Starting over with OmniFocus and Evernote

I think this is digital decluttering. And like all decluttering, I already know which of it I’m going to put off. My Evernote is a steaming mess of about 4,000 notes with 800 of them in the inbox and if it weren’t for the software’s very good search feature, I’d be regularly sunk. But it does have good search, I am not sunk, it can wait another day.

Whereas I’m starting over with OmniFocus.

This is my rather beloved to do app and I put my ability to cope with lots of projects entirely down to this software. But one big new project came in December and is hopefully continuing for a long time. I have two meetings this month that should lead to one enormous project and one gigantically enormous series of projects. Can’t wait.

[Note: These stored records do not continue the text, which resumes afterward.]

//! Tabular environment driven by a transition table.
use crate::state_obs;
use anyhow::{anyhow, Result};
use gym_bridge_core::{Act, Env, Space, Step, TransitionTable};
use log::info;
use ndarray::ArrayD;

/// A discrete MDP whose dynamics are given by a [`TransitionTable`].
///
/// At every step the next state is sampled from the outcomes of the current
/// `(state, action)` pair according to their probabilities. Observations are
/// one-element arrays holding the state index.
pub struct DiscreteEnv {
    table: TransitionTable,

    /// Initial state distribution.
    isd: Vec<f64>,

    act_space: Space,
    obs_space: Space,
    state: usize,
    last_action: Option<i64>,
    rng: fastrand::Rng,

    /// Time limit, the episode is truncated after this number of steps.
    max_steps: Option<usize>,
    count_steps: usize,

    /// Row-major description of the grid, used for rendering.
    desc: Option<Vec<String>>,
}

impl DiscreteEnv {
    /// Builds an environment from its dynamics and initial state distribution.
    pub fn new(table: TransitionTable, isd: Vec<f64>, seed: u64) -> Result<Self> {
        if isd.len() != table.n_states() {
            return Err(anyhow!(
                "Initial state distribution has {} entries for {} states",
                isd.len(),
                table.n_states()
            ));
        }
        let act_space = Space::Discrete {
            n: table.n_actions(),
        };
        let obs_space = Space::Discrete {
            n: table.n_states(),
        };
        Ok(Self {
            table,
            isd,
            act_space,
            obs_space,
            state: 0,
            last_action: None,
            rng: fastrand::Rng::with_seed(seed),
            max_steps: None,
            count_steps: 0,
            desc: None,
        })
    }

    /// Sets the maximum number of steps in an episode.
    pub fn max_steps(mut self, v: Option<usize>) -> Self {
        self.max_steps = v;
        self
    }

    /// Sets the grid description used by [`Env::render`].
    pub fn desc(mut self, desc: Vec<String>) -> Self {
        self.desc = Some(desc);
        self
    }

    /// Current state.
    pub fn state(&self) -> usize {
        self.state
    }

    /// Samples an index from a categorical distribution.
    fn sample(&self, probs: impl Iterator<Item = f64>) -> Option<usize> {
        let r = self.rng.f64();
        let mut acc = 0.0;
        let mut last = None;
        for (i, p) in probs.enumerate() {
            acc += p;
            last = Some(i);
            if r < acc {
                return Some(i);
            }
        }
        // Rounding may leave `acc` slightly below one.
        last
    }

    fn render_grid(&self, desc: &[String]) -> String {
        let ncol = desc.first().map(|row| row.chars().count()).unwrap_or(1);
        let mut out = String::new();
        if let Some(a) = self.last_action {
            let name = ["Left", "Down", "Right", "Up"].get(a as usize).unwrap_or(&"?");
            out.push_str(&format!("  ({})\n", name));
        }
        for (r, row) in desc.iter().enumerate() {
            for (c, cell) in row.chars().enumerate() {
                if r * ncol + c == self.state {
                    out.push_str(&format!("\x1b[41m{}\x1b[0m", cell));
                } else {
                    out.push(cell);
                }
            }
            out.push('\n');
        }
        out
    }
}

impl Env for DiscreteEnv {
    fn action_space(&self) -> &Space {
        &self.act_space
    }

    fn observation_space(&self) -> &Space {
        &self.obs_space
    }

    fn seed(&mut self, seed: u64) {
        self.rng.seed(seed);
    }

    fn reset(&mut self) -> Result<ArrayD<f32>> {
        self.state = self
            .sample(self.isd.iter().copied())
            .ok_or_else(|| anyhow!("Empty initial state distribution"))?;
        self.last_action = None;
        self.count_steps = 0;
        Ok(state_obs(self.state))
    }

    fn step(&mut self, act: &Act) -> Result<Step> {
        self.act_space.check(act)?;
        let a = match act {
            Act::Discrete(a) => *a,
            Act::Continuous(_) => {
                return Err(anyhow!("Tabular environment expects a discrete action"))
            }
        };
        let outcomes = self
            .table
            .get(self.state, a as usize)
            .ok_or_else(|| anyhow!("No transition for state {}", self.state))?;
        let ix = self
            .sample(outcomes.iter().map(|t| t.probability))
            .ok_or_else(|| anyhow!("No outcome for state {} and action {}", self.state, a))?;
        let t = outcomes[ix];

        self.state = t.next_state;
        self.last_action = Some(a);
        self.count_steps += 1;
        let is_truncated = match self.max_steps {
            Some(max_steps) => self.count_steps >= max_steps,
            None => false,
        };

        Ok(Step::new(
            state_obs(t.next_state),
            t.reward as f32,
            t.done,
            is_truncated,
        ))
    }

    fn render(&mut self) -> Result<()> {
        match self.desc.as_ref() {
            Some(desc) => info!("\n{}", self.render_grid(desc)),
            None => info!("state = {}", self.state),
        }
        Ok(())
    }

    fn transitions(&self) -> Option<&TransitionTable> {
        Some(&self.table)
    }
}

Plus one big change at the end of 2014 meant a thing I do that has been albatross-shaped is pretty much entirely gone. I’ve walked away from a thing and am feeling so good about it that I think might even start to enjoy saying no.


One bad project gone, one new one in, two new ones looming and most things churning over, it is time to apply that ability to say no. Time to review everything and chuck out what I don’t want to do, what I am not going to get to.

And the reason to do it is not that I’m some kind of OCD-based guy who needs everything in its place. I refer you to the steaming mess of Evernote above. The reason is that lately there has been so much in OmniFocus – I have added so much – that I’ve stopped checking it. You shouldn’t have your head in OmniFocus all day but you really should look at it from time to time. A very sensible thing to do is look at it first thing in the morning, for instance, and that’s where I go wrong.

When you have a lot on and some of it is pressing at you terribly, you go straight to the keys and you start working on that. If checking OmniFocus were a quick thing, as it is built to be, as it is intended to be, then two minutes checking that while I boil the kettle will help my day astonishingly.

I’ve been looking through my OmniFocus now and can tell you that I have 2,513 things to do and they’re arranged in 88 projects. It could be worse: while I was looking, I ticked off something like 30 tasks that I’ve actually done and just not got around to noting.

Take a look at these 88 projects, though:

That is a mind map I did over Christmas: it’s a visual representation of everything I was working on at the end of 2014 and my only hope is that the image is too small for you to see the details. What I want you to see is how steamingly messy it all is. And I want you to see it so that you are hopefully nodding when you see this next shot, which is how I’m doing the projects for 2015:

Is that better? It’s certainly duller with all those colours reduced to just a couple. But I did this in an app called MindNode, which I do recommend a lot, and it chooses the colours. Add a new thing, it gives you a new colour. So that overall purpleness is not a choice, it is a consequence of my collapsing things into fewer categories, fewer projects.

Next job: translate that mindmap into OmniFocus folders and projects. Back in a bit.